The RIZE study enrolled a diverse group of congenital HI patients with an average age of 6.5 years, including 16 patients between the ages of 2 and 6 years old, and with substantial continued hypoglycemia despite being on currently available therapies. During a robust screening and baseline run-in period on stable standard of care, the average RIZE study patient was hypoglycemic for 23 percent of their overall monitored time on a CGM, corroborated by having an average of 16 hypoglycemia events per week by point-of-care blood glucometer. There was also a significant amount of severe hypoglycemia at baseline (defined by glucose values below 50 mg/dL). RZ358 was administered via a thirty-minute intravenous infusion every other week for an 8-week treatment period in four sequential cohorts ranging from 3 to 9 mg/kg.

RZ358 led to a better than 50 percent reduction from baseline in overall (<70 mg/dL) and severe (<50 mg/dL) hypoglycemia events (by BGM) and time in hypoglycemia (by CGM) in the pooled group of patients across all doses.
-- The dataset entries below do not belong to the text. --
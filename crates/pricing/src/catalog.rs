//! Closed option sets used by the pricing rules.
//!
//! Every option round-trips through its human label ("Deep Cleaning",
//! "Inside the Oven", ...) because that label is what stored documents and
//! form submissions carry. Matching happens on the enum, never on the label.

use cleanops_core::labelled_enum;

use crate::error::PricingError;

labelled_enum! {
    /// Kind of property being cleaned.
    ///
    /// Office and Commercial hide the room and add-on inputs in the admin form,
    /// but the rule table does not branch on property type.
    pub enum PropertyType: PricingError = PricingError::UnknownPropertyType;
    {
        Apartment => "Apartment",
        House => "House",
        Office => "Office",
        Commercial => "Commercial",
    }
}

labelled_enum! {
    /// Cleaning intensity. "Unset" is modelled as `Option::None` by callers.
    pub enum CleaningType: PricingError = PricingError::UnknownCleaningType;
    {
        Light => "Light Cleaning",
        Standard => "Standard Cleaning",
        Deep => "Deep Cleaning",
    }
}

labelled_enum! {
    /// Optional add-on tags. Membership is a flag, never a count.
    ///
    /// Only oven, fridge, garage floor and dishes carry a fixed surcharge; the
    /// other four are priced through their matching count fields.
    pub enum AddOnService: PricingError = PricingError::UnknownService;
    {
        InsideOven => "Inside the Oven",
        InsideFridge => "Inside the Fridge",
        GarageFloor => "Garage Floor",
        Dishes => "Dishes",
        Walls => "Walls",
        InsideWindows => "Inside Windows (how many windows)",
        BalconyPatio => "Balcony / Patio",
        LaundryDrying => "Laundry & Drying",
    }
}

impl CleaningType {
    /// Lenient parse used for stored documents and form input: empty or
    /// unrecognized text means "unset".
    pub fn parse_lenient(s: &str) -> Option<CleaningType> {
        s.parse().ok()
    }
}
//! `cleanops-auth`: the identity gate in front of the back office.
//!
//! Decoupled from HTTP and storage. A bearer token is resolved to a
//! [`Principal`]; only admin principals are admitted.

pub mod gate;
pub mod principal;

pub use gate::{AdminDirectory, AuthError, IdentityGate, InMemoryAdminDirectory, StaticTokens, TokenVerifier};
pub use principal::{Principal, PrincipalId};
A larger magnitude of improvement of about 75 percent was seen at the anticipated therapeutic doses of 6 mg/kg and 9 mg/kg.

The blood concentrations of RZ358 were highly predictable and dose-proportional, with no apparent impact from factors relevant to this patient population, such as age distribution, food aversions, or gastrointestinal absorption and tolerability. A clear dose and exposure response was observed with RZ358.

A safety review committee comprised of three expert investigators in congenital HI met over the course of the study to review and confirm safety prior to dose escalation. RZ358 was generally safe and well-tolerated across the studied dose and age range. There were no adverse drug reactions, study discontinuations, or occurrences of clinically significant hyperglycemia. The observed blood levels of RZ358 were well below levels that were safely tested in long term toxicology studies in non-human primates.

There was a high patient response rate to RZ358, as shown by the percentage of patients who achieved improvements in hypoglycemia across different clinically relevant thresholds. Notably, at the top dose, all patients achieved at least a 50 percent improvement, and all but one patient achieved at least a 75 percent improvement, indicating that the substantial reductions in hypoglycemia observed on average were nearly universally experienced by the wide variety of congenital HI patients across the study.

“These data show a very pronounced effect of RZ358 in improving hypoglycemia, across a broad range of patient characteristics, thereby demonstrating the potential for RZ358 to be a safe and effective therapy for all forms of congenital HI,” said Brian Roberts, an endocrinologist and senior vice president of Clinical Development for Rezolute. “We are extremely pleased by the results, which we believe enable the continued advancement of RZ358 into a phase 3 registrational program.”